Take every line from the records below that includes the word "artist".

### EXTRACTED MATERIAL ###

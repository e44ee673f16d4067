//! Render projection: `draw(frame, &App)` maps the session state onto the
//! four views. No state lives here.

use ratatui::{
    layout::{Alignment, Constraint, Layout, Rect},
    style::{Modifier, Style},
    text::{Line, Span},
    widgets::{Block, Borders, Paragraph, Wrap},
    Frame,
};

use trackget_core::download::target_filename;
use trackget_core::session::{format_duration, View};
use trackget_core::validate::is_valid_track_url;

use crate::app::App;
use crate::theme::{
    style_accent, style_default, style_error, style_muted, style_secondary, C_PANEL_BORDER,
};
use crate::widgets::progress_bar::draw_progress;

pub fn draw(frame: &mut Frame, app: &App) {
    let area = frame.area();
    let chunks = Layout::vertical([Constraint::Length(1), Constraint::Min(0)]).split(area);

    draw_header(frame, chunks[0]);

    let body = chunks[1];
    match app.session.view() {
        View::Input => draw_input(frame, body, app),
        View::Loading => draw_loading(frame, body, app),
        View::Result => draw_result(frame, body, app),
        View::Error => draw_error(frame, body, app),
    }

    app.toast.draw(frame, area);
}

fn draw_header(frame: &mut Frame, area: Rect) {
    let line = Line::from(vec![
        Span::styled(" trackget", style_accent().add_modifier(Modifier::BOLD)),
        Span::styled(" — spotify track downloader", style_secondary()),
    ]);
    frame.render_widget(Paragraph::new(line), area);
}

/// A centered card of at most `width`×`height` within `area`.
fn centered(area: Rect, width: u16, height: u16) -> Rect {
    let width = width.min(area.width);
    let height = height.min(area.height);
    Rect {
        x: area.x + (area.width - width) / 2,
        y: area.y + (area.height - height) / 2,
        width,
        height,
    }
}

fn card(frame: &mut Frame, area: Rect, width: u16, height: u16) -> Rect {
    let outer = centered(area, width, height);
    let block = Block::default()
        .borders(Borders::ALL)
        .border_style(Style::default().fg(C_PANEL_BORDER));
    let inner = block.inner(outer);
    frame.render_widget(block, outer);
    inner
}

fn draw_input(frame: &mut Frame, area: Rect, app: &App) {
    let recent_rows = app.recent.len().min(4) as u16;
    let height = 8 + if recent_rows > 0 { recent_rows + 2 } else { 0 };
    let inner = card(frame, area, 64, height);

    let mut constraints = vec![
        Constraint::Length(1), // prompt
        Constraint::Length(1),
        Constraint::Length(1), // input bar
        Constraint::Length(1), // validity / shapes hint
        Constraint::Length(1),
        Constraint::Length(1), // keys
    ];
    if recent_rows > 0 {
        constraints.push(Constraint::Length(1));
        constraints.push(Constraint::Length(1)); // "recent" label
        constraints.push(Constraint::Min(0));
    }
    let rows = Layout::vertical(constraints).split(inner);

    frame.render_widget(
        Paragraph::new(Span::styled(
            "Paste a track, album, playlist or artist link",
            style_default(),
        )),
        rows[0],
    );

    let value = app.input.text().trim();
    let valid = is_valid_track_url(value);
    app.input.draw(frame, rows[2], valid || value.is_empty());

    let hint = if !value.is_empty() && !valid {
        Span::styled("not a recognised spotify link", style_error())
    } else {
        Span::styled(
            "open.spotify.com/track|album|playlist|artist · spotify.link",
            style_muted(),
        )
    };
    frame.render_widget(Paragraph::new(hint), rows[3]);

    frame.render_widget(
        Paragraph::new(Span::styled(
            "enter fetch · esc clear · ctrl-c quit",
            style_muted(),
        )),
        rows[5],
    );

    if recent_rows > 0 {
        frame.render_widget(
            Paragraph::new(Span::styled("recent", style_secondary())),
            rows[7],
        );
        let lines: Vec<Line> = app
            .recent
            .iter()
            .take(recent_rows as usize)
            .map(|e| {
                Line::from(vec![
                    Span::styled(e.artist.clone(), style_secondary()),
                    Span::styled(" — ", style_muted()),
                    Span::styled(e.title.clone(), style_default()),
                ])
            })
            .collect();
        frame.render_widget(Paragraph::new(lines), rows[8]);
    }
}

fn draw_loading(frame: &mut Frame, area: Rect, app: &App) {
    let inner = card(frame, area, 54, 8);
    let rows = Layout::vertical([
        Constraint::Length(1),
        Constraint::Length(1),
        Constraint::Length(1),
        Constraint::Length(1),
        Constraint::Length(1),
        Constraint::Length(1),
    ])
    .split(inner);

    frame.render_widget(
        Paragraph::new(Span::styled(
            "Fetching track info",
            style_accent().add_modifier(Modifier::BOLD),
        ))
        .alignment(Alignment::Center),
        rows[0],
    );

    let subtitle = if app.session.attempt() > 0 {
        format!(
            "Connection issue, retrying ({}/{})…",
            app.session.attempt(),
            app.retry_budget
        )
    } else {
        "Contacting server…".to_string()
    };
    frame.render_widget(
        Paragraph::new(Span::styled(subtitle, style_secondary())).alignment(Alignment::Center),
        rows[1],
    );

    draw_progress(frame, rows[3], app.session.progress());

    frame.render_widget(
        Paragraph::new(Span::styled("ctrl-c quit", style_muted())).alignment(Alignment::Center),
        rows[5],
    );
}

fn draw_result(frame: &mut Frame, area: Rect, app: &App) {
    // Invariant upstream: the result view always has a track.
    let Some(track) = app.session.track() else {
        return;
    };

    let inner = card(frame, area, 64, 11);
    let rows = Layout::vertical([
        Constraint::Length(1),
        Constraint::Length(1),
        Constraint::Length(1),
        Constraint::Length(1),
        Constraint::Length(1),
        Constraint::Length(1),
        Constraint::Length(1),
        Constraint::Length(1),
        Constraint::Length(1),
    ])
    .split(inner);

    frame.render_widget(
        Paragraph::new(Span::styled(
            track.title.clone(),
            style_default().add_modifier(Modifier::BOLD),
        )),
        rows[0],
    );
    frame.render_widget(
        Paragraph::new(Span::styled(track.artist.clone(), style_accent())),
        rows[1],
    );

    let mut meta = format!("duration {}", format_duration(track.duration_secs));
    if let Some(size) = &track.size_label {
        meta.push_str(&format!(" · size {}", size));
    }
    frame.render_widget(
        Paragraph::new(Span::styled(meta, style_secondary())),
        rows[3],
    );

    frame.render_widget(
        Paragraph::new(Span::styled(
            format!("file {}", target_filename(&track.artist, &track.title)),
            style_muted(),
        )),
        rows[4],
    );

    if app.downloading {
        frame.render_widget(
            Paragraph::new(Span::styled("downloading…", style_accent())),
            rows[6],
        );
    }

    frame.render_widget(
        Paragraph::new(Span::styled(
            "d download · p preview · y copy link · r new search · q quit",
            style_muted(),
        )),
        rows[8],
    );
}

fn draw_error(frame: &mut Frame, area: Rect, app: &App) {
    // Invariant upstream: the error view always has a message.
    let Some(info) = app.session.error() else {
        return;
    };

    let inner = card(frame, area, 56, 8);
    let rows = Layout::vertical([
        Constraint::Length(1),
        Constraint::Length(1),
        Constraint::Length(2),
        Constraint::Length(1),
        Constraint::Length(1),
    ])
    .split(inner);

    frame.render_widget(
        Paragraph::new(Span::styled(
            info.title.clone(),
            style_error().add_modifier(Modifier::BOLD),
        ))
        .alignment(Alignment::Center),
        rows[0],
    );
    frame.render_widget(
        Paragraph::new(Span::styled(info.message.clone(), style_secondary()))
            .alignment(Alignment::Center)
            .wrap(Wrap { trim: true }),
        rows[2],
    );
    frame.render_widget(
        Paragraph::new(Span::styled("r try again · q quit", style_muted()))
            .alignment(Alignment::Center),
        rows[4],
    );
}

###
### EXTRACTED MATERIAL ###

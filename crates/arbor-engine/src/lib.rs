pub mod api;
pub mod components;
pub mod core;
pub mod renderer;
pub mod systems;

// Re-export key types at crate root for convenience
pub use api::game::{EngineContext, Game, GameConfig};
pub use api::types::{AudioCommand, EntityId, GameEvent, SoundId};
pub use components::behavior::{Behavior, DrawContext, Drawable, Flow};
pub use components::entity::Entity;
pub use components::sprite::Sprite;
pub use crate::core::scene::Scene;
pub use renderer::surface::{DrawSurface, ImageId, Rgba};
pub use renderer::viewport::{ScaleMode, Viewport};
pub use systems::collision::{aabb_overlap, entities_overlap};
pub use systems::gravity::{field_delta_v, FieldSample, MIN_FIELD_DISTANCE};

###
### EXTRACTED MATERIAL ###

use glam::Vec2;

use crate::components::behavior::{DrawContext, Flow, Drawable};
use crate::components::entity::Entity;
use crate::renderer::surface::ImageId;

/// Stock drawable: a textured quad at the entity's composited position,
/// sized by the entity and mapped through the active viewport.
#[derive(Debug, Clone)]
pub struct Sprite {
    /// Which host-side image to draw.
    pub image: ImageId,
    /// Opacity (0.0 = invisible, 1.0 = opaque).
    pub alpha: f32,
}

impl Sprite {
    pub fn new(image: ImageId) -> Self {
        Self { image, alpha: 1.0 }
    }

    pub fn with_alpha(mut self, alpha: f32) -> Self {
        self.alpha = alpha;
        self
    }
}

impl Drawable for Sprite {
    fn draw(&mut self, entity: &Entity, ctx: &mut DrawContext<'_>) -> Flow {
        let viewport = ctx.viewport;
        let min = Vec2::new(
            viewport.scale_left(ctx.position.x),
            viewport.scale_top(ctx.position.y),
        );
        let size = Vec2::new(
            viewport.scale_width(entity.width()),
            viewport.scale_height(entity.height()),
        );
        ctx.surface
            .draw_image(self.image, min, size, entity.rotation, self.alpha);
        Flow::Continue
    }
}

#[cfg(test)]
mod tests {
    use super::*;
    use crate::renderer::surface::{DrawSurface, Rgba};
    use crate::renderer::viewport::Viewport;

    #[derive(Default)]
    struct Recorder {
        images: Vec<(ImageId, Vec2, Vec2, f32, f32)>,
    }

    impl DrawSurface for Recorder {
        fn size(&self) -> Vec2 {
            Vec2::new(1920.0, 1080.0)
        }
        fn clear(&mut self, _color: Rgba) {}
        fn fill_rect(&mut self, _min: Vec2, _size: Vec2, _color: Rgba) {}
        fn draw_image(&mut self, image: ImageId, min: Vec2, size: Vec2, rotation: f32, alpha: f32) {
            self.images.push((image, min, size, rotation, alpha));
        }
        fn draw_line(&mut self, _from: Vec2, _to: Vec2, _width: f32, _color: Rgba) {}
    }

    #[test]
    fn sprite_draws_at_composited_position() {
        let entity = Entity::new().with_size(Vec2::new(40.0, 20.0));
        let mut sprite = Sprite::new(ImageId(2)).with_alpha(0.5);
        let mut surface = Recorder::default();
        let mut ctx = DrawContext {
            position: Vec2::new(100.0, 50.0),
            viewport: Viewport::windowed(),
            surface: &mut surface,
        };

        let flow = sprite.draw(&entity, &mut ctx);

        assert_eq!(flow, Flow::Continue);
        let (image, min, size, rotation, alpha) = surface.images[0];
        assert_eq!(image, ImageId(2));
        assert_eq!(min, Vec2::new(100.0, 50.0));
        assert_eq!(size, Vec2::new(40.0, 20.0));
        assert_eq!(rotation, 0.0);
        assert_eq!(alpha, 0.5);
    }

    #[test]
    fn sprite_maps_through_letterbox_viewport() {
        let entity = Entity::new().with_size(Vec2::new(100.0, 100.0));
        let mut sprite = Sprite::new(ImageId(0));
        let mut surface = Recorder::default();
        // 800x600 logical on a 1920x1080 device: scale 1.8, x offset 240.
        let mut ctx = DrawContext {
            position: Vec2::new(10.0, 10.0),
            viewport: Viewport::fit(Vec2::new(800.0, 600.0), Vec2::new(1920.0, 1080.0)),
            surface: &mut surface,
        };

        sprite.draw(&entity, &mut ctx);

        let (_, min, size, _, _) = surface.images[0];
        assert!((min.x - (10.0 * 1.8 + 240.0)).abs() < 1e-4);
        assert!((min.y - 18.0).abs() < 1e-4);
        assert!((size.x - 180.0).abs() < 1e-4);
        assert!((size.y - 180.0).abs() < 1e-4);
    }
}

###

**YOUR RESPONSE:**
            "Paste a track, album, playlist or artist link",
            "open.spotify.com/track|album|playlist|artist · spotify.link",
                    Span::styled(e.artist.clone(), style_secondary()),
        Paragraph::new(Span::styled(track.artist.clone(), style_accent())),
            format!("file {}", target_filename(&track.artist, &track.title)),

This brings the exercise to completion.